Dicey Intersection At Ashland, Belmont And Lincoln To Be Overhauled
By Sarah Gouda in News on Mar 31, 2016 4:44PM
Intersection via Google
The dicey West Lakeview intersection at Lincoln, Ashland, and Belmont is finally getting a makeover.
The Chicago Department of Transportation presented plans for the 3-year road project at St. Luke Church on March 29. The proposed improvements, which include extending the curbs at all six corners and eliminating four turns, are much needed changes for an intersection labeled Chicago’s fifth most dangerous as of 2010.
The crash data is discouraging: 32 crashes occurred at the intersection in 2012, 11 percent of which involved pedestrians or cyclists who sustained injuries. Not good. The Tuesday-night presentation honed in on the positive effects the project would have for all roadway users, placing emphasis on plans for dedicated bike lanes and straightened-out crosswalks.
Anyone who has walked through the intersection knows how confusing and dangerous it can be. And given the arrival of a new 75,000-square-foot Whole Foods, these improvements couldn’t have come at a better time—no one should have to risk life and limb just to score some free samples.
Ald. Tom Tunney (44th), who will lead the project alongside Ald. Scott Waguespack (32nd) and Ald. Ameya Pawar (47th), noted that the city is finally ready to pick up revitalization efforts after the recession forced many road projects to a halt. The intersection is an essential thoroughfare for public transportation as well. The No. 9 Ashland bus had 9.8 million rides in 2013, topping city routes, while the No. 77 Belmont bus conducted 7.4 million rides and ranked sixth city-wide. And with the CTA's nascent plans to bring back the No. 11 Lincoln bus, the intersection will only become more crowded.
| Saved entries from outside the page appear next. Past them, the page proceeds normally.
// src/script/mod.rs

//! Script payloads for remote steps.
//!
//! - [`placeholder`] implements literal `__NAME__` substitution and the
//!   optional leftover-placeholder scan.
//! - [`loader`] reads payloads through the [`FileSystem`](crate::fs::FileSystem)
//!   seam and applies the configured [`PlaceholderPolicy`](crate::types::PlaceholderPolicy).

pub mod loader;
pub mod placeholder;

pub use loader::{ScriptLoader, ScriptPayload};
pub use placeholder::{placeholder_token, substitute, unresolved_placeholders};

/// Ordered `(name, value)` pairs substituted into a payload.
pub type ScriptVars = Vec<(String, String)>;
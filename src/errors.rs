// src/errors.rs

//! Crate-wide error types.
//!
//! - [`CloudstepError`] covers everything that aborts an apply before or
//!   around execution (configuration, graph integrity, IO).
//! - [`ExecutionError`] is the per-step taxonomy reported by the remote
//!   executor. It never aborts the whole apply; the scheduler records it
//!   against the failing node and blocks its dependents.
//! - [`ProviderError`] is what the cloud provider capability reports.

use std::time::Duration;

use thiserror::Error;

#[derive(Error, Debug)]
pub enum CloudstepError {
    #[error("Configuration error: {0}")]
    ConfigError(String),

    #[error("Missing required settings: {}", .0.join(", "))]
    MissingSettings(Vec<String>),

    #[error("IO error: {0}")]
    IoError(#[from] std::io::Error),

    #[error("Graph integrity error: {0}")]
    GraphIntegrity(String),

    #[error("Unresolved placeholders in {script}: {}", .names.join(", "))]
    UnresolvedPlaceholders { script: String, names: Vec<String> },

    #[error("TOML parsing error: {0}")]
    TomlError(#[from] toml::de::Error),

    #[error("JSON error: {0}")]
    JsonError(#[from] serde_json::Error),

    #[error("Apply failed: {0}")]
    ApplyFailed(String),

    #[error(transparent)]
    Other(#[from] anyhow::Error),
}

/// Failure of a single remote step.
#[derive(Error, Debug, Clone, PartialEq, Eq)]
pub enum ExecutionError {
    #[error("cannot reach {host}: {message}")]
    Connection { host: String, message: String },

    #[error("step '{step}' exceeded its timeout of {timeout:?}")]
    Timeout { step: String, timeout: Duration },

    #[error("step '{step}' exited with code {code}")]
    NonZeroExit {
        step: String,
        code: i32,
        output: String,
    },

    #[error("input not available yet: {0}")]
    Unresolved(String),

    #[error("{0}")]
    Local(String),
}

impl ExecutionError {
    /// Whether this failure should be reported as `TimedOut` rather than `Failed`.
    pub fn is_timeout(&self) -> bool {
        matches!(self, ExecutionError::Timeout { .. })
    }
}

#[derive(Error, Debug)]
pub enum ProviderError {
    #[error("provider command failed: {0}")]
    CommandFailed(String),

    #[error("provider returned an invalid response: {0}")]
    InvalidResponse(String),

    #[error("resource creation failed: {0}")]
    CreationFailed(String),

    #[error("JSON error: {0}")]
    Json(#[from] serde_json::Error),

    #[error("IO error: {0}")]
    Io(#[from] std::io::Error),
}

pub use anyhow::Error;
pub type Result<T> = std::result::Result<T, CloudstepError>;
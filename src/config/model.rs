// src/config/model.rs

use std::collections::BTreeMap;
use std::path::PathBuf;
use std::time::Duration;

use serde::Deserialize;

use crate::types::{FingerprintStorage, PlaceholderPolicy};

/// Settings every apply needs; absence of any of them is fatal.
pub const REQUIRED_SETTINGS: [&str; 6] = [
    "DUCK_DNS_TOKEN",
    "DUCK_DNS_DOMAIN",
    "N8N_PORT",
    "N8N_WEBHOOK_URL",
    "SSH_PUBLIC_KEY",
    "SSH_PRIVATE_KEY_PATH",
];

/// Settings with a fixed default.
pub const DEFAULTED_SETTINGS: [(&str, &str); 2] = [
    ("VOLUME_MOUNT_POINT", "/opt/n8n-data"),
    ("VOLUME_DEVICE", "/dev/oracleoci/oraclevdb"),
];

/// Configuration as read from `Cloudstep.toml`, before validation.
///
/// ```toml
/// [settings]
/// DUCK_DNS_DOMAIN = "my-n8n"
/// N8N_PORT = "5678"
///
/// [engine]
/// max_parallel = 4
/// state_dir = ".cloudstep"
/// fingerprint_storage = "file"
/// placeholder_policy = "warn"
/// provider_command = "cloudstep-oci-helper"
/// ssh_connect_timeout = "30s"
///
/// [stack]
/// availability_domain_pattern = "US-CHICAGO-1-AD-1"
/// ```
///
/// Every section is optional. Environment variables override `[settings]`
/// (see [`crate::config::loader`]).
#[derive(Debug, Clone, Default, Deserialize)]
pub struct RawConfigFile {
    /// Named string values, keyed by their upper-case name.
    #[serde(default)]
    pub settings: BTreeMap<String, String>,

    #[serde(default)]
    pub engine: EngineSection,

    #[serde(default)]
    pub stack: StackSection,
}

/// `[engine]` section.
#[derive(Debug, Clone, Deserialize)]
pub struct EngineSection {
    /// Upper bound on nodes executing at the same time.
    #[serde(default = "default_max_parallel")]
    pub max_parallel: usize,

    /// Directory holding persisted fingerprints.
    #[serde(default = "default_state_dir")]
    pub state_dir: PathBuf,

    #[serde(default)]
    pub fingerprint_storage: FingerprintStorage,

    #[serde(default)]
    pub placeholder_policy: PlaceholderPolicy,

    /// Helper program implementing the provider protocol.
    #[serde(default = "default_provider_command")]
    pub provider_command: String,

    /// Duration string, e.g. `"30s"`.
    #[serde(default = "default_ssh_connect_timeout")]
    pub ssh_connect_timeout: String,
}

fn default_max_parallel() -> usize {
    4
}

fn default_state_dir() -> PathBuf {
    PathBuf::from(".cloudstep")
}

fn default_provider_command() -> String {
    "cloudstep-provider".to_string()
}

fn default_ssh_connect_timeout() -> String {
    "30s".to_string()
}

impl Default for EngineSection {
    fn default() -> Self {
        Self {
            max_parallel: default_max_parallel(),
            state_dir: default_state_dir(),
            fingerprint_storage: FingerprintStorage::default(),
            placeholder_policy: PlaceholderPolicy::default(),
            provider_command: default_provider_command(),
            ssh_connect_timeout: default_ssh_connect_timeout(),
        }
    }
}

/// `[stack]` section: the knobs of the single-node stack.
#[derive(Debug, Clone, Deserialize)]
#[serde(default)]
pub struct StackSection {
    pub name_prefix: String,
    pub compartment_description: String,
    pub vcn_cidr: String,
    pub subnet_cidr: String,
    pub image_id: String,
    /// Regular expression selecting the availability domain.
    pub availability_domain_pattern: String,
    pub shape: String,
    pub ocpus: u32,
    pub memory_gbs: u32,
    pub volume_size_gbs: u32,
    pub ssh_user: String,
    /// Directory the script payloads are read from.
    pub scripts_dir: PathBuf,
}

impl Default for StackSection {
    fn default() -> Self {
        Self {
            name_prefix: "angel".to_string(),
            compartment_description: "Angel's Cloud".to_string(),
            vcn_cidr: "10.0.0.0/16".to_string(),
            subnet_cidr: "10.0.1.0/24".to_string(),
            // Oracle-Linux-9.6-2025.07.21-0
            image_id: "ocid1.image.oc1.us-chicago-1.aaaaaaaa276g7fp3we3wuf2pdumz7c5eiho6iwbg6daiijgqp7u2jt77nkja"
                .to_string(),
            availability_domain_pattern: "US-CHICAGO-1-AD-1".to_string(),
            shape: "VM.Standard.E5.Flex".to_string(),
            ocpus: 1,
            memory_gbs: 8,
            volume_size_gbs: 100,
            ssh_user: "opc".to_string(),
            scripts_dir: PathBuf::from("init"),
        }
    }
}

/// Validated named values. Built once at startup via `TryFrom<RawConfigFile>`.
#[derive(Clone, PartialEq, Eq)]
pub struct Settings {
    pub duck_dns_token: String,
    pub duck_dns_domain: String,
    pub n8n_port: u16,
    pub n8n_webhook_url: String,
    pub ssh_public_key: String,
    pub ssh_private_key_path: PathBuf,
    pub volume_mount_point: String,
    pub volume_device: String,
    /// Additional `[settings]` entries, also offered to the scripts.
    pub extra: BTreeMap<String, String>,
}

impl Settings {
    /// `(NAME, value)` pairs for placeholder substitution: the known
    /// settings in a fixed order, then the extra entries by name.
    pub fn script_variables(&self) -> Vec<(String, String)> {
        let mut vars = vec![
            ("DUCK_DNS_TOKEN".to_string(), self.duck_dns_token.clone()),
            ("DUCK_DNS_DOMAIN".to_string(), self.duck_dns_domain.clone()),
            ("N8N_PORT".to_string(), self.n8n_port.to_string()),
            ("N8N_WEBHOOK_URL".to_string(), self.n8n_webhook_url.clone()),
            ("SSH_PUBLIC_KEY".to_string(), self.ssh_public_key.clone()),
            (
                "SSH_PRIVATE_KEY_PATH".to_string(),
                self.ssh_private_key_path.display().to_string(),
            ),
            ("VOLUME_MOUNT_POINT".to_string(), self.volume_mount_point.clone()),
            ("VOLUME_DEVICE".to_string(), self.volume_device.clone()),
        ];
        vars.extend(self.extra.iter().map(|(k, v)| (k.clone(), v.clone())));
        vars
    }
}

impl std::fmt::Debug for Settings {
    fn fmt(&self, f: &mut std::fmt::Formatter<'_>) -> std::fmt::Result {
        f.debug_struct("Settings")
            .field("duck_dns_token", &"<redacted>")
            .field("duck_dns_domain", &self.duck_dns_domain)
            .field("n8n_port", &self.n8n_port)
            .field("n8n_webhook_url", &self.n8n_webhook_url)
            .field("ssh_private_key_path", &self.ssh_private_key_path)
            .field("volume_mount_point", &self.volume_mount_point)
            .field("volume_device", &self.volume_device)
            .field("extra", &self.extra.keys().collect::<Vec<_>>())
            .finish_non_exhaustive()
    }
}

/// Validated engine knobs.
#[derive(Debug, Clone, PartialEq, Eq)]
pub struct EngineConfig {
    pub max_parallel: usize,
    pub state_dir: PathBuf,
    pub fingerprint_storage: FingerprintStorage,
    pub placeholder_policy: PlaceholderPolicy,
    pub provider_command: String,
    pub ssh_connect_timeout: Duration,
}

/// Validated configuration handed to the rest of the application.
#[derive(Debug, Clone)]
pub struct ConfigFile {
    pub settings: Settings,
    pub engine: EngineConfig,
    pub stack: StackSection,
}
Specific details of the plans include:
*Extending sidewalk bump outs on Lincoln and Ashland avenues.
*Implementing Left-turn restrictions on Lincoln Avenue at the intersection.
*Improving and straightening out crosswalks along Belmont Avenue.
*Delineating dedicated bike lines on Lincoln Avenue through the intersection.
*Situating bus stops at far sides of the intersection.
The second public meeting is slated for fall, with design work to begin in early 2017. Construction will begin sometime in 2017 and end a year later.